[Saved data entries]
***
use anyhow::{Context, Result};
use clap::{Parser, Subcommand};
use std::io::Write;
use std::path::PathBuf;
use std::time::Duration;
use tokio::sync::mpsc;
use tracing_subscriber::EnvFilter;

use voicelink_audio::{
    encode_pcm16, resample, CaptureEngine, CaptureOptions, CpalSink, PlaybackEngine,
    PlaybackOptions,
};
use voicelink_core::{AppConfig, ChunkSnapshot, PlaybackEvent, SessionEvent};
use voicelink_provider::{ProviderAdapter, ProviderRegistry};
use voicelink_session::{SessionOptions, StreamingSession};

#[derive(Parser)]
#[command(name = "voicelink", about = "Streaming speech loop for avatar frontends")]
struct Cli {
    /// Path to the configuration file
    #[arg(short, long, default_value = "config.toml")]
    config: PathBuf,

    #[command(subcommand)]
    command: Command,
}

#[derive(Subcommand)]
enum Command {
    /// Stream microphone audio to the recognition provider and print transcripts
    Listen,
    /// Synthesize text and play it through the output device
    Speak { text: String },
}

#[tokio::main]
async fn main() -> Result<()> {
    let cli = Cli::parse();

    let config = AppConfig::load_from_file(&cli.config)
        .with_context(|| format!("failed to load config from {:?}", cli.config))?;

    let env_filter = EnvFilter::try_new(&config.general.log_level)
        .unwrap_or_else(|_| EnvFilter::new("info"));
    tracing_subscriber::fmt()
        .with_env_filter(env_filter)
        .with_writer(std::io::stderr)
        .init();

    match cli.command {
        Command::Listen => listen(config).await,
        Command::Speak { text } => speak(config, text).await,
    }
}

fn make_adapter(config: &AppConfig, provider: &str) -> Result<Box<dyn ProviderAdapter>> {
    let registry = ProviderRegistry::new();
    let mut adapter = registry
        .create(provider)
        .with_context(|| format!("unknown provider '{}'", provider))?;
    adapter
        .initialize(config.provider_config(provider))
        .with_context(|| format!("failed to initialize provider '{}'", provider))?;
    Ok(adapter)
}

// ── listen ────────────────────────────────────────────────────

/// Microphone worker. Device stream handles are not Send, so the engine
/// lives on its own thread and reports chunks through a channel.
struct CaptureWorker {
    stop: std::sync::mpsc::Sender<()>,
    thread: std::thread::JoinHandle<()>,
}

impl CaptureWorker {
    async fn start(
        options: CaptureOptions,
        chunk_tx: mpsc::UnboundedSender<ChunkSnapshot>,
    ) -> Result<Self> {
        let (stop_tx, stop_rx) = std::sync::mpsc::channel();
        let (ready_tx, ready_rx) = tokio::sync::oneshot::channel();

        let thread = std::thread::spawn(move || {
            let mut engine = CaptureEngine::new(options);
            let result = match engine.open() {
                Ok(device) => engine.start(&device, chunk_tx),
                Err(e) => Err(e),
            };
            let started = result.is_ok();
            let _ = ready_tx.send(result);
            if started {
                // Hold the device stream open until told to stop
                let _ = stop_rx.recv();
                engine.stop();
            }
        });

        ready_rx.await.context("capture worker exited")??;
        Ok(Self {
            stop: stop_tx,
            thread,
        })
    }

    fn stop(self) {
        let _ = self.stop.send(());
        let _ = self.thread.join();
    }
}

async fn listen(config: AppConfig) -> Result<()> {
    let service = config
        .recognition
        .clone()
        .context("no [recognition] provider configured")?;
    let adapter = make_adapter(&config, &service.provider)?;

    let mut session = StreamingSession::new(SessionOptions::from(&config.session));
    let mut events = session.open(adapter).await?;
    tracing::info!(provider = %service.provider, "recognition session opening");

    let capture_options = CaptureOptions {
        device_name: config.capture.device_name.clone(),
        frame_size: config.capture.frame_size,
        target_sample_rate: config.capture.target_sample_rate,
    };
    let target_rate = config.capture.target_sample_rate;
    let (chunk_tx, mut chunk_rx) = mpsc::unbounded_channel::<ChunkSnapshot>();
    let mut capture: Option<CaptureWorker> = None;
    let mut stopping = false;

    loop {
        tokio::select! {
            maybe_chunk = chunk_rx.recv() => match maybe_chunk {
                Some(chunk) => {
                    let wire = resample(&chunk.samples, chunk.native_rate, target_rate);
                    session.send_audio(encode_pcm16(&wire));
                }
                None => break,
            },
            maybe_event = events.recv() => match maybe_event {
                Some(SessionEvent::Started) => {
                    tracing::info!("session active, opening microphone");
                    capture = Some(
                        CaptureWorker::start(capture_options.clone(), chunk_tx.clone()).await?,
                    );
                }
                Some(SessionEvent::Result(result)) => {
                    if result.is_final {
                        println!("\r{}", result.text);
                    } else {
                        print!("\r{}", result.text);
                        let _ = std::io::stdout().flush();
                    }
                }
                Some(SessionEvent::Completed) => {
                    tracing::info!("session completed");
                    break;
                }
                Some(SessionEvent::Failed { code, message }) => {
                    tracing::error!(code, %message, "recognition failed");
                    break;
                }
                // Recognition sessions carry no inbound audio
                Some(SessionEvent::Audio(_)) => {}
                None => break,
            },
            _ = tokio::signal::ctrl_c() => {
                if stopping {
                    break;
                }
                stopping = true;
                tracing::info!("stopping");
                if let Some(worker) = capture.take() {
                    worker.stop();
                }
                session.stop();
            }
        }
    }

    if let Some(worker) = capture.take() {
        worker.stop();
    }
    session.close().await;
    Ok(())
}

// ── speak ─────────────────────────────────────────────────────

enum PlaybackCmd {
    Fragment(Vec<u8>),
    UnitComplete,
    Shutdown,
}

async fn speak(config: AppConfig, text: String) -> Result<()> {
    let service = config
        .synthesis
        .clone()
        .context("no [synthesis] provider configured")?;
    let adapter = make_adapter(&config, &service.provider)?;

    let mut session = StreamingSession::new(SessionOptions::from(&config.session));
    let mut events = session.open(adapter).await?;
    tracing::info!(provider = %service.provider, "synthesis session opening");

    // Playback worker thread, same ownership story as capture: the output
    // stream stays on one thread, fragments and completions arrive over a
    // command channel.
    let (play_tx, mut play_rx) = mpsc::unbounded_channel::<PlaybackCmd>();
    let (playback_events_tx, mut playback_events) = mpsc::unbounded_channel();
    let playback_options = PlaybackOptions {
        device_name: config.playback.device_name.clone(),
        sample_rate: config.playback.sample_rate,
        channels: config.playback.channels,
    };
    let completion_tx = play_tx.clone();
    let playback_thread = std::thread::spawn(move || {
        let sink = CpalSink::new(playback_options, move || {
            let _ = completion_tx.send(PlaybackCmd::UnitComplete);
        });
        let mut engine = PlaybackEngine::new(Box::new(sink), playback_events_tx);
        while let Some(cmd) = play_rx.blocking_recv() {
            match cmd {
                PlaybackCmd::Fragment(bytes) => engine.enqueue(bytes),
                PlaybackCmd::UnitComplete => engine.handle_unit_complete(),
                PlaybackCmd::Shutdown => {
                    engine.reset();
                    break;
                }
            }
        }
    });

    let mut synthesis_done = false;
    let mut speaking = false;

    loop {
        tokio::select! {
            maybe_event = events.recv(), if !synthesis_done => match maybe_event {
                Some(SessionEvent::Started) => {
                    // Queue the whole input, then ask the provider to finish
                    session.send_text(&text);
                    session.stop();
                }
                Some(SessionEvent::Audio(bytes)) => {
                    let _ = play_tx.send(PlaybackCmd::Fragment(bytes));
                }
                Some(SessionEvent::Completed) => synthesis_done = true,
                Some(SessionEvent::Failed { code, message }) => {
                    tracing::error!(code, %message, "synthesis failed");
                    synthesis_done = true;
                }
                Some(SessionEvent::Result(_)) => {}
                None => synthesis_done = true,
            },
            maybe_playback = playback_events.recv() => match maybe_playback {
                Some(PlaybackEvent::Started) => {
                    speaking = true;
                    tracing::info!("avatar speaking");
                }
                Some(PlaybackEvent::Finished) => {
                    speaking = false;
                    tracing::info!("avatar idle");
                    if synthesis_done {
                        break;
                    }
                }
                None => break,
            },
            // Synthesis ended with no (more) audio in flight
            _ = tokio::time::sleep(Duration::from_millis(200)), if synthesis_done && !speaking => {
                break;
            }
        }
    }

    let _ = play_tx.send(PlaybackCmd::Shutdown);
    let _ = playback_thread.join();
    session.close().await;
    Ok(())
}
***
Task goal. The expected output is each line of the records above that includes the word "PlaybackOptions".

Answer to this exercise.
    PlaybackOptions,
    let playback_options = PlaybackOptions {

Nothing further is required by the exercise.